Find and copy the lines in the records beneath this task that contain the word "clause".
=== Begin Enclosure ===
//! Expression-level grammar rules.
//!
//! Expressions are not given internal structure. What matters is which
//! braces inside them are statement blocks:
//!
//! - `=> {` starts a lambda body (BLOCK)
//! - `delegate {` and `delegate (...) {` start an anonymous method body
//! - local functions `T F(...) {`, with or without a `where` clause, start
//!   a BLOCK
//! - any other `{` is an object, collection or switch-expression INITIALIZER

use crate::parser::Parser;
use crate::syntax_kind::SyntaxKind;

use super::stmt;

/// Parse a run of expression tokens into an EXPR node.
///
/// Stops before any of `stops`, an unmatched `}` or end of input. Emits no
/// node when nothing was consumed.
pub(super) fn expr(p: &mut Parser<'_, '_>, stops: &[SyntaxKind]) {
    let m = p.start();
    if tokens(p, stops, false) {
        m.complete(p, SyntaxKind::EXPR);
    } else {
        m.abandon(p);
    }
}

/// Like [`expr`], for a whole expression or declaration statement.
///
/// A `{` right after `)` in a statement that has not assigned or
/// constructed anything is a local function body, which also ends the
/// statement.
pub(super) fn statement_expr(p: &mut Parser<'_, '_>) {
    let m = p.start();
    if tokens(p, &[SyntaxKind::SEMICOLON], true) {
        m.complete(p, SyntaxKind::EXPR);
    } else {
        m.abandon(p);
    }
}

/// Consume `open`, everything up to the matching `close`, then `close`.
pub(super) fn delimited(p: &mut Parser<'_, '_>, open: SyntaxKind, close: SyntaxKind) {
    debug_assert!(p.at(open));
    p.bump();
    tokens(p, &[close], false);
    p.eat(close);
}

fn tokens(p: &mut Parser<'_, '_>, stops: &[SyntaxKind], statement: bool) -> bool {
    let mut consumed = false;
    let mut saw_value = false;
    // `delegate` seen, its body not yet
    let mut delegate = false;
    // `where` clause after a local function's parameter list
    let mut constraints = false;

    while !p.at_end() && !p.at(SyntaxKind::R_BRACE) && !p.at_any(stops) {
        match p.current() {
            SyntaxKind::L_PAREN => delimited(p, SyntaxKind::L_PAREN, SyntaxKind::R_PAREN),
            SyntaxKind::L_BRACK => delimited(p, SyntaxKind::L_BRACK, SyntaxKind::R_BRACK),
            SyntaxKind::L_BRACE if delegate => {
                stmt::block(p);
                delegate = false;
            }
            SyntaxKind::L_BRACE
                if constraints || (p.last() == SyntaxKind::R_PAREN && !saw_value) =>
            {
                stmt::block(p);
                if statement {
                    return true;
                }
                constraints = false;
            }
            SyntaxKind::L_BRACE if p.last() == SyntaxKind::FAT_ARROW => stmt::block(p),
            SyntaxKind::L_BRACE => initializer(p),
            SyntaxKind::EQ | SyntaxKind::OPERATOR | SyntaxKind::FAT_ARROW => {
                saw_value = true;
                p.bump();
            }
            SyntaxKind::IDENT if p.current_text() == "new" => {
                saw_value = true;
                p.bump();
            }
            SyntaxKind::IDENT if p.current_text() == "delegate" => {
                delegate = true;
                p.bump();
            }
            SyntaxKind::IDENT
                if p.current_text() == "where"
                    && p.last() == SyntaxKind::R_PAREN
                    && !saw_value =>
            {
                constraints = true;
                p.bump();
            }
            _ => p.bump(),
        }
        consumed = true;
    }

    consumed
}

fn initializer(p: &mut Parser<'_, '_>) {
    let m = p.start();
    p.bump();
    tokens(p, &[], false);
    p.eat(SyntaxKind::R_BRACE);
    m.complete(p, SyntaxKind::INITIALIZER);
}
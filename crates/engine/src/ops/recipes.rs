use std::collections::HashSet;

use sea_orm::{ActiveValue, ConnectionTrait, QueryFilter, QueryOrder, TransactionTrait, prelude::*};

use crate::{
    GroceryItem, Recipe, RecipeStatus, ResultEngine,
    grocery::{self, merge_required_for},
    inventory, recipes,
    util::{join_list, split_list},
    views,
};

use super::{Engine, normalize_required_name, with_tx};

/// Category assigned to grocery items created by recipe preparation.
const RECIPE_CATEGORY: &str = "Other";

impl Engine {
    /// Store a new recipe.
    ///
    /// The name is trimmed and must not be blank. Ingredients are trimmed,
    /// blank entries dropped, order and duplicates kept verbatim. Recipe
    /// names are not unique; adding the same name twice stores two recipes.
    pub async fn add_recipe(
        &self,
        name: &str,
        ingredients: &[String],
        user_id: &str,
    ) -> ResultEngine<()> {
        let name = normalize_required_name(name, "recipe")?;
        let ingredients: Vec<String> = ingredients
            .iter()
            .map(|ingredient| ingredient.trim())
            .filter(|ingredient| !ingredient.is_empty())
            .map(ToString::to_string)
            .collect();

        with_tx!(self, |db_tx| {
            let record = Recipe::new(name, ingredients);
            let mut model: recipes::ActiveModel = (&record).into();
            model.user_id = ActiveValue::Set(user_id.to_string());
            model.insert(&db_tx).await?;
            Ok(())
        })
    }

    /// Delete every recipe with the given name.
    ///
    /// `required_for` references to the deleted name are left in place on
    /// grocery items; the list keeps showing what originally demanded the
    /// item. Silent no-op when no recipe matches.
    pub async fn delete_recipe(&self, name: &str, user_id: &str) -> ResultEngine<()> {
        with_tx!(self, |db_tx| {
            recipes::Entity::delete_many()
                .filter(recipes::Column::UserId.eq(user_id))
                .filter(recipes::Column::Name.eq(name))
                .exec(&db_tx)
                .await?;
            Ok(())
        })
    }

    /// Every recipe with its ingredients and the ones missing from the
    /// inventory. Pure read.
    pub async fn recipes_with_missing(&self, user_id: &str) -> ResultEngine<Vec<RecipeStatus>> {
        with_tx!(self, |db_tx| {
            let in_inventory = self.inventory_names(&db_tx, user_id).await?;
            let records = recipes::Entity::find()
                .filter(recipes::Column::UserId.eq(user_id))
                .order_by_asc(recipes::Column::Name)
                .all(&db_tx)
                .await?;

            let mut statuses = Vec::with_capacity(records.len());
            for model in records {
                let recipe = Recipe::try_from(model)?;
                let missing = views::missing_ingredients(&recipe.ingredients, &in_inventory);
                statuses.push(RecipeStatus {
                    name: recipe.name,
                    ingredients: recipe.ingredients,
                    missing,
                });
            }
            Ok(statuses)
        })
    }

    /// Mapping recipe name -> missing ingredients, original order kept.
    pub async fn list_missing(&self, user_id: &str) -> ResultEngine<Vec<(String, Vec<String>)>> {
        let statuses = self.recipes_with_missing(user_id).await?;
        Ok(statuses
            .into_iter()
            .map(|status| (status.name, status.missing))
            .collect())
    }

    /// Push a recipe's missing ingredients onto the grocery list.
    ///
    /// For each ingredient not in the inventory: an existing grocery record
    /// gains the recipe name in its `required_for` set (sorted union), a
    /// missing one is created under the `"Other"` category. Ingredients
    /// already in the inventory are untouched. Silent no-op when the recipe
    /// does not exist; with duplicate names the first match wins.
    pub async fn prepare_recipe(&self, name: &str, user_id: &str) -> ResultEngine<()> {
        with_tx!(self, |db_tx| {
            let Some(model) = recipes::Entity::find()
                .filter(recipes::Column::UserId.eq(user_id))
                .filter(recipes::Column::Name.eq(name))
                .one(&db_tx)
                .await?
            else {
                return Ok(());
            };
            let recipe = Recipe::try_from(model)?;

            let in_inventory = self.inventory_names(&db_tx, user_id).await?;
            for ingredient in views::missing_ingredients(&recipe.ingredients, &in_inventory) {
                let existing = grocery::Entity::find()
                    .filter(grocery::Column::UserId.eq(user_id))
                    .filter(grocery::Column::Item.eq(ingredient.clone()))
                    .one(&db_tx)
                    .await?;

                match existing {
                    Some(model) => {
                        let current = model
                            .required_for
                            .as_deref()
                            .map(split_list)
                            .unwrap_or_default();
                        let merged = merge_required_for(&current, &recipe.name);
                        let mut active: grocery::ActiveModel = model.into();
                        active.required_for = ActiveValue::Set(Some(join_list(&merged)));
                        active.update(&db_tx).await?;
                    }
                    None => {
                        let record = GroceryItem::required_for(
                            ingredient,
                            RECIPE_CATEGORY.to_string(),
                            recipe.name.clone(),
                        );
                        let mut active: grocery::ActiveModel = (&record).into();
                        active.user_id = ActiveValue::Set(user_id.to_string());
                        active.insert(&db_tx).await?;
                    }
                }
            }

            Ok(())
        })
    }

    /// Withdraw a recipe's demand from the grocery list.
    ///
    /// The name is removed from every `required_for` set that contains it,
    /// keeping the relative order of the remaining entries. Records whose
    /// set becomes empty stay on the list: a human still decides whether to
    /// buy them.
    pub async fn unprepare_recipe(&self, name: &str, user_id: &str) -> ResultEngine<()> {
        with_tx!(self, |db_tx| {
            let records = grocery::Entity::find()
                .filter(grocery::Column::UserId.eq(user_id))
                .all(&db_tx)
                .await?;

            for model in records {
                let Some(raw) = model.required_for.as_deref() else {
                    continue;
                };
                let mut remaining = split_list(raw);
                let before = remaining.len();
                remaining.retain(|recipe| recipe != name);
                if remaining.len() == before {
                    continue;
                }

                let encoded = if remaining.is_empty() {
                    None
                } else {
                    Some(join_list(&remaining))
                };
                let mut active: grocery::ActiveModel = model.into();
                active.required_for = ActiveValue::Set(encoded);
                active.update(&db_tx).await?;
            }

            Ok(())
        })
    }

    async fn inventory_names<C: ConnectionTrait>(
        &self,
        db_tx: &C,
        user_id: &str,
    ) -> ResultEngine<HashSet<String>> {
        Ok(inventory::Entity::find()
            .filter(inventory::Column::UserId.eq(user_id))
            .all(db_tx)
            .await?
            .into_iter()
            .map(|model| model.item)
            .collect())
    }
}
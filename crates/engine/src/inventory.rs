//! The module contains the `InventoryItem` struct and its entity.

use sea_orm::entity::{ActiveValue, prelude::*};
use uuid::Uuid;

use crate::{ResultEngine, util::parse_uuid};

/// An item currently in the house.
///
/// Identified by its name and a free-form category label. An item name that
/// is in the inventory must never appear on the grocery list of the same
/// user at the same time; the engine operations enforce that.
#[derive(Clone, Debug, PartialEq, Eq)]
pub struct InventoryItem {
    /// Stable identifier for this record.
    ///
    /// This is a UUID generated once and persisted in the database.
    pub id: Uuid,
    pub item: String,
    pub category: String,
}

impl InventoryItem {
    pub fn new(item: String, category: String) -> Self {
        Self {
            id: Uuid::new_v4(),
            item,
            category,
        }
    }
}

#[derive(Clone, Debug, PartialEq, DeriveEntityModel, Eq)]
#[sea_orm(table_name = "inventory_items")]
pub struct Model {
    #[sea_orm(primary_key, auto_increment = false)]
    pub id: String,
    pub item: String,
    pub category: String,
    pub user_id: String,
}

#[derive(Copy, Clone, Debug, EnumIter, DeriveRelation)]
pub enum Relation {}

impl ActiveModelBehavior for ActiveModel {}

impl From<&InventoryItem> for ActiveModel {
    fn from(value: &InventoryItem) -> Self {
        Self {
            id: ActiveValue::Set(value.id.to_string()),
            item: ActiveValue::Set(value.item.clone()),
            category: ActiveValue::Set(value.category.clone()),
            user_id: ActiveValue::NotSet,
        }
    }
}

impl TryFrom<Model> for InventoryItem {
    type Error = crate::EngineError;

    fn try_from(value: Model) -> ResultEngine<Self> {
        Ok(Self {
            id: parse_uuid(&value.id, "inventory item")?,
            item: value.item,
            category: value.category,
        })
    }
}
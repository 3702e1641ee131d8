use sea_orm::Database;
use sea_orm_migration::prelude::*;

#[tokio::main]
async fn main() -> Result<(), Box<dyn std::error::Error + Send + Sync>> {
    let mut args = std::env::args().skip(1);
    let cmd = args.next().unwrap_or_else(|| "up".to_string());

    let db_url = std::env::var("DATABASE_URL")
        .unwrap_or_else(|_| "sqlite:./dispensa.db?mode=rwc".to_string());

    let db = Database::connect(&db_url).await?;

    match cmd.as_str() {
        "up" => migration::Migrator::up(&db, None).await?,
        "down" => migration::Migrator::down(&db, None).await?,
        "fresh" => migration::Migrator::fresh(&db).await?,
        "status" => {
            migration::Migrator::status(&db).await?;
        }
        _ => {
            eprintln!("Usage: cargo run -p migration -- [up|down|fresh|status]");
            std::process::exit(2);
        }
    }

    Ok(())
}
=== End Enclosure ===
RESPONSE AREA:
//! - local functions `T F(...) {`, with or without a `where` clause, start
    // `where` clause after a local function's parameter list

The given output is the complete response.